Eligible Dependents

Dependents are eligible to enroll when the Post-Doc affiliate is covered by both the Student Health Fee and the Student Health Insurance Plan.  

  • Spouse
  • Qualified same-sex partnership
  • Unmarried dependent children (up to age 26; effective August 1)

Open Enrollment

Affiliates and their dependents must enroll each academic year; it is not automatic. Coverage is available in six month fixed terms (August 1-January 31 and February 1-July 31) or for the entire academic year (August 1-July 31). You must enroll by the deadlines or pay a late fee.

Deadlines

  • September 30 for the fall term
  • February 28 for the spring term

Enroll

Member services must receive the paper enrollment form, required documents, and payment by September 30 for the fall term, or February 28 for the spring term. Your enrollment application can be mailed, emailed, faxed, or dropped off to:

Member Services
75 Mt. Auburn Street, First Floor
Cambridge, MA 02138
Fax: 617‐496‐6125
Email: mservices@huhs.harvard.edu

Life Changing Events

You may add dependents to your plan within 45 days of a life changing event during the year (or late fees apply). After your dependent is enrolled on your plan, the coverage and cost are pro-rated to the day of the event. You must submit documentation confirming one of these events to Member Services:

  • Start of a new appointment with the University
  • Entry into the country
  • Other health insurance coverage ending
  • Marriage or qualified same‐sex partnership
  • Birth of a child,* legal adoption, or legal guardianship

*When enrolling a newborn, we recommend the effective date of coverage should be the child's date of birth to avoid costly medical bills. This plan does not cover services rendered prior to the beginning date of the health insurance coverage.

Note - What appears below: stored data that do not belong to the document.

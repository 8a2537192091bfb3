//! Reference data set and User-Agent corpora shared by the integration tests
//! and the benches.
#![allow(dead_code)]

use std::path::{Path, PathBuf};

use bytes::Bytes;
use rand::rngs::StdRng;
use rand::{Rng, SeedableRng};

use uaprobe_core::PropertyType;
use uaprobe_datafile::DataFileBuilder;

pub const IPHONE_SAFARI: &str = "Mozilla/5.0 (iPhone; CPU iPhone OS 17_1 like Mac OS X) AppleWebKit/605.1.15 (KHTML, like Gecko) Version/17.1 Mobile/15E148 Safari/604.1";
pub const ANDROID_CHROME: &str = "Mozilla/5.0 (Linux; Android 10; K) AppleWebKit/537.36 (KHTML, like Gecko) Chrome/120.0.0.0 Mobile Safari/537.36";
pub const WINDOWS_CHROME: &str = "Mozilla/5.0 (Windows NT 10.0; Win64; x64) AppleWebKit/537.36 (KHTML, like Gecko) Chrome/120.0.0.0 Safari/537.36";
pub const MAC_FIREFOX: &str =
    "Mozilla/5.0 (Macintosh; Intel Mac OS X 10.15; rv:120.0) Gecko/20100101 Firefox/120.0";
pub const LINUX_FIREFOX: &str =
    "Mozilla/5.0 (X11; Linux x86_64; rv:120.0) Gecko/20100101 Firefox/120.0";
pub const GOOGLEBOT: &str =
    "Mozilla/5.0 (compatible; Googlebot/2.1; +http://www.google.com/bot.html)";

/// Canonical User-Agents with their expected `IsMobile` and `BrowserName`.
pub const CANONICAL: &[(&str, bool, &str)] = &[
    (IPHONE_SAFARI, true, "Mobile Safari"),
    (ANDROID_CHROME, true, "Chrome Mobile"),
    (WINDOWS_CHROME, false, "Chrome"),
    (MAC_FIREFOX, false, "Firefox"),
    (LINUX_FIREFOX, false, "Firefox"),
    (GOOGLEBOT, false, "Googlebot"),
];

pub const UNKNOWN_PROFILE_ID: u32 = 0;

/// Builds the reference data set: the canonical signatures first, then
/// `generated` synthetic ones.
pub fn reference_data(generated: usize) -> Bytes {
    let mut builder = DataFileBuilder::new("reference");
    builder.published(1_700_000_000);

    let is_mobile = builder.property("IsMobile", PropertyType::Bool);
    let is_crawler = builder.property("IsCrawler", PropertyType::Bool);
    let browser = builder.property_with_description(
        "BrowserName",
        PropertyType::String,
        "Name of the browser or crawler",
    );
    let platform = builder.property("PlatformName", PropertyType::String);
    let width = builder.property("ScreenPixelsWidth", PropertyType::Integer);
    let inches = builder.property("ScreenInchesDiagonal", PropertyType::Double);
    let languages = builder.property("Languages", PropertyType::List);

    let unknown = builder.profile(
        UNKNOWN_PROFILE_ID,
        &[
            (is_mobile, "False"),
            (is_crawler, "False"),
            (browser, "Unknown"),
            (platform, "Unknown"),
        ],
    );
    builder.default_profile(unknown);

    let iphone = builder.profile(
        101,
        &[
            (is_mobile, "True"),
            (is_crawler, "False"),
            (browser, "Mobile Safari"),
            (platform, "iOS"),
            (width, "1179"),
            (inches, "6.1"),
            (languages, "en"),
            (languages, "fr"),
        ],
    );
    let android = builder.profile(
        102,
        &[
            (is_mobile, "True"),
            (is_crawler, "False"),
            (browser, "Chrome Mobile"),
            (platform, "Android"),
            (width, "1080"),
        ],
    );
    let windows = builder.profile(
        103,
        &[
            (is_mobile, "False"),
            (is_crawler, "False"),
            (browser, "Chrome"),
            (platform, "Windows"),
            (width, "1920"),
        ],
    );
    let mac = builder.profile(
        104,
        &[
            (is_mobile, "False"),
            (is_crawler, "False"),
            (browser, "Firefox"),
            (platform, "macOS"),
        ],
    );
    let linux = builder.profile(
        105,
        &[
            (is_mobile, "False"),
            (is_crawler, "False"),
            (browser, "Firefox"),
            (platform, "Linux"),
        ],
    );
    let bot = builder.profile(
        106,
        &[
            (is_mobile, "False"),
            (is_crawler, "True"),
            (browser, "Googlebot"),
            (platform, "Unknown"),
        ],
    );
    let synthetic_mobile = builder.profile(
        200,
        &[(is_mobile, "True"), (browser, "Synthetic"), (platform, "Embedded")],
    );
    let synthetic_desktop = builder.profile(
        201,
        &[(is_mobile, "False"), (browser, "Synthetic"), (platform, "Embedded")],
    );

    builder.signature(iphone, IPHONE_SAFARI);
    builder.signature(android, ANDROID_CHROME);
    builder.signature(windows, WINDOWS_CHROME);
    builder.signature(mac, MAC_FIREFOX);
    builder.signature(linux, LINUX_FIREFOX);
    builder.signature(bot, GOOGLEBOT);

    for i in 0..generated {
        let profile = if i % 3 == 0 {
            synthetic_mobile
        } else {
            synthetic_desktop
        };
        builder.signature(profile, generated_user_agent(i));
    }
    builder.encode()
}

/// Writes the reference data set into `dir` and returns its path.
pub fn write_reference_data(dir: &Path, generated: usize) -> PathBuf {
    let path = dir.join("reference.uapd");
    std::fs::write(&path, reference_data(generated)).expect("write reference data file");
    path
}

/// Synthetic signature `i`. Each one carries tokens no other signature has.
pub fn generated_user_agent(i: usize) -> String {
    format!(
        "Probe{i}/{}.{} (Synthetic; Model-{i}; Build {}) Render{}/{}.0",
        i % 9,
        i % 17,
        i * 7 + 3,
        i % 5,
        i % 50
    )
}

/// Inputs that resemble nothing in the data set.
pub fn bad_user_agents() -> Vec<String> {
    let mut corpus: Vec<String> = [
        "",
        " ",
        ";;;;",
        "()()()",
        "\u{0}\u{1}\u{2}",
        "qwertyuiop asdfghjkl",
        "💥💥💥 🚀",
        "curl",
        "\"quoted\" [bracketed] /slashed/",
    ]
    .iter()
    .map(|s| s.to_string())
    .collect();
    corpus.push("x".repeat(100_000));
    corpus.push("a b ".repeat(20_000));
    corpus.push("é".repeat(700));
    corpus
}

/// Canonical User-Agents with browser versions moved on.
pub fn unique_user_agents() -> Vec<String> {
    vec![
        IPHONE_SAFARI.replace("17_1", "17_2").replace("17.1", "17.2"),
        ANDROID_CHROME.replace("120.0.0.0", "121.0.6167.101"),
        WINDOWS_CHROME.replace("120.0.0.0", "119.0.6045.199"),
        MAC_FIREFOX.replace("120.0", "121.0"),
        LINUX_FIREFOX.replace("120.0", "118.0"),
    ]
}

/// Random printable and non-printable noise, reproducible from `seed`.
pub fn random_user_agents(seed: u64, count: usize) -> Vec<String> {
    let mut rng = StdRng::seed_from_u64(seed);
    (0..count)
        .map(|_| {
            let len = rng.random_range(0..400);
            if rng.random_bool(0.5) {
                (0..len)
                    .map(|_| char::from(rng.random_range(0x20u8..0x7f)))
                    .collect()
            } else {
                let bytes: Vec<u8> = (0..len).map(|_| rng.random()).collect();
                String::from_utf8_lossy(&bytes).into_owned()
            }
        })
        .collect()
}
mod error;
mod result;
mod runtime;

pub use self::{
    error::{EngineError, PropertyError},
    result::DetectionResult,
    runtime::{Engine, EngineState},
};
//! The loaded, immutable data set.

use std::collections::HashMap;
use std::path::Path;
use std::sync::Arc;
use std::time::{Duration, Instant};

use bytes::Bytes;
use tracing::{info, instrument};

use uaprobe_core::{PropertyType, Value};
use uaprobe_detection::{SignatureId, SignatureIndex};

use crate::error::DataFileError;
use crate::format::Header;
use crate::reader;
use crate::strings::{StringId, StringTable};

/// Loader options that shape the signature index.
#[derive(Debug, Clone, Copy, PartialEq, Eq)]
pub struct LoadOptions {
    /// Shortest token in the substring automaton; `None` skips building it.
    pub nearest_min_token_len: Option<usize>,
}

impl Default for LoadOptions {
    fn default() -> Self {
        Self {
            nearest_min_token_len: Some(4),
        }
    }
}

#[derive(Debug, Clone)]
pub struct Property {
    pub name: Arc<str>,
    pub property_type: PropertyType,
    pub description: Option<Arc<str>>,
}

/// Property values shared by one or more signatures.
#[derive(Debug, Clone)]
pub struct Profile {
    pub profile_id: u32,
    /// Sorted by property index.
    values: Vec<(u32, Value)>,
}

impl Profile {
    pub(crate) fn new(profile_id: u32, values: Vec<(u32, Value)>) -> Self {
        Self { profile_id, values }
    }

    /// Value of the property at `property` (schema index), if the profile has one.
    pub fn value(&self, property: usize) -> Option<&Value> {
        let property = u32::try_from(property).ok()?;
        self.values
            .binary_search_by_key(&property, |(p, _)| *p)
            .ok()
            .map(|i| &self.values[i].1)
    }

    pub fn len(&self) -> usize {
        self.values.len()
    }

    pub fn is_empty(&self) -> bool {
        self.values.is_empty()
    }
}

#[derive(Debug, Clone, Copy, PartialEq, Eq)]
pub struct Signature {
    pub profile: u32,
    /// Popularity rank; lower is more common.
    pub rank: u32,
    pub pattern: StringId,
}

/// A fully loaded signature data file.
///
/// Immutable once built; engines share it behind an `Arc`.
pub struct DataFile {
    pub(crate) header: Header,
    pub(crate) name: Arc<str>,
    pub(crate) strings: StringTable,
    pub(crate) properties: Vec<Property>,
    pub(crate) property_lookup: HashMap<Arc<str>, usize>,
    pub(crate) profiles: Vec<Profile>,
    pub(crate) signatures: Vec<Signature>,
    pub(crate) index: SignatureIndex,
    pub(crate) checksum: [u8; 32],
    pub(crate) load_duration: Duration,
}

impl DataFile {
    /// Reads and loads the data file at `path`.
    #[instrument(skip_all, fields(path = %path.as_ref().display()))]
    pub fn from_path(path: impl AsRef<Path>, options: LoadOptions) -> Result<Self, DataFileError> {
        let started = Instant::now();
        let raw = std::fs::read(path.as_ref())?;
        let data = reader::decode(&raw, options)?;
        Ok(data.loaded(started))
    }

    /// Loads a data file held in memory.
    pub fn from_bytes(raw: Bytes, options: LoadOptions) -> Result<Self, DataFileError> {
        let started = Instant::now();
        let data = reader::decode(&raw, options)?;
        Ok(data.loaded(started))
    }

    /// Stamps the load duration and logs the load once.
    fn loaded(mut self, started: Instant) -> Self {
        self.load_duration = started.elapsed();
        info!(
            name = %self.name,
            version = %format!("{}.{}", self.header.major, self.header.minor),
            properties = self.properties.len(),
            profiles = self.profiles.len(),
            signatures = self.signatures.len(),
            tokens = self.index.token_count(),
            elapsed_ms = self.load_duration.as_secs_f64() * 1000.0,
            "Data file loaded"
        );
        self
    }

    pub fn header(&self) -> &Header {
        &self.header
    }

    pub fn name(&self) -> &str {
        &self.name
    }

    /// Time spent reading and building the data set.
    pub fn load_duration(&self) -> Duration {
        self.load_duration
    }

    /// Hex form of the trailer checksum.
    pub fn checksum_hex(&self) -> String {
        hex::encode(self.checksum)
    }

    pub fn properties(&self) -> &[Property] {
        &self.properties
    }

    /// Schema index of the property called `name`.
    pub fn property_index(&self, name: &str) -> Option<usize> {
        self.property_lookup.get(name).copied()
    }

    pub fn profiles(&self) -> &[Profile] {
        &self.profiles
    }

    /// Profile returned when nothing matches.
    pub fn default_profile(&self) -> &Profile {
        &self.profiles[self.header.default_profile as usize]
    }

    pub fn signatures(&self) -> &[Signature] {
        &self.signatures
    }

    pub fn signature(&self, id: SignatureId) -> Option<&Signature> {
        self.signatures.get(id as usize)
    }

    /// Profile of a signature. Signature references are checked at load.
    pub fn signature_profile(&self, id: SignatureId) -> Option<&Profile> {
        self.signature(id)
            .map(|s| &self.profiles[s.profile as usize])
    }

    /// The User-Agent pattern a signature was built from.
    pub fn signature_pattern(&self, id: SignatureId) -> Option<&str> {
        self.signature(id).and_then(|s| self.strings.get(s.pattern))
    }

    pub fn index(&self) -> &SignatureIndex {
        &self.index
    }

    pub fn strings(&self) -> &StringTable {
        &self.strings
    }
}

impl std::fmt::Debug for DataFile {
    fn fmt(&self, f: &mut std::fmt::Formatter<'_>) -> std::fmt::Result {
        f.debug_struct("DataFile")
            .field("name", &self.name)
            .field("header", &self.header)
            .field("properties", &self.properties.len())
            .field("profiles", &self.profiles.len())
            .field("signatures", &self.signatures.len())
            .field("index", &self.index)
            .finish()
    }
}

Required Documents for Dependents

We require documentation for each family member enrolled in the post‐doc’s plan. Documents must be in English and submitted with the enrollment application.  Documentation is required only for initial enrollment, and is not necessary when you renew dependents for subsequent terms.

  • Spouse: valid marriage certificate or I20 form for international students
  • Qualified same‐sex partner: copy of municipal registration of domestic partnership (can be obtained in Boston, Brookline, and Cambridge)
  • Dependent children: birth certificate or statement of birth from hospital (for newborns), legal documentation of adoption or guardianship, or DS‐2019 form for international students

 

Rates and Payment

Affiliates and their dependents must purchase both the Student Health Fee and the Student Health Insurance Plan.

Affiliate Rates  One Term
(Fall or Spring)
Two Terms
(Full Plan Year)
Affiliate $4,171  $8,342
1st dependent* $5,235 $10,470
2nd dependent** $4,183  $8,366
2 or more dependents* $9,418 $18,836
Affiliate + 1 dependent $9,406  $18,812
Affiliate + 2 or more $13,589  $27,178

*Affiliate excluded from rates
**Affiliate and 1st dependent excluded from rates

 

Payment

We accept the following forms of payment :

  • Check (personal or bank; made payable to Harvard University)
  • Money order
  • Department web voucher (department administrators, please refer to the complete instructions)
     

Payment must be received within 30 days of submitting the enrollment application, or the application is not processed. Coverage is not added until payment is received.

Late Fees and Cancellation Policy

Enrolling affiliates and their dependents is possible for those who miss either the open enrollment period or the period to enroll with a life changing event, but restrictions and late fees apply.

  • The late fees are applied for each month following the enrollment deadline. These fees are in addition to the full premium, and the increase is effective on the first of each month.

Per each late month:

Affiliate

$200

Spouse

 $200

1st Child

 $150

2nd Child

 $100 

 

  • Coverage is effective as of the date Member Services receives the completed enrollment form.
  • HUSHP does not pay claims prior to the coverage effective date.
  • All other enrollment rules still apply.

Example:

The fall enrollment deadline for affiliates is September 30. On November 3, an affiliate realizes that he forgot to enroll himself in HUSHP and then submits an enrollment form to Member Services. The affiliate is charged a prorated premium, and a $400 penalty fee ($200 for October, and $200 for November). Claims prior to November 3 will not be paid by HUSHP, therefore these claims are the responsibility of the affiliate.

Cancellation Policy

An affiliate may request a cancellation and refund of future term(s) of health insurance. Refunds are available for future terms of health insurance only; refunds are not available after a term begins (fall start date August 1; spring start date February 1).

65+ years of age

Are you or a dependent at least 65 years of age or about to turn 65?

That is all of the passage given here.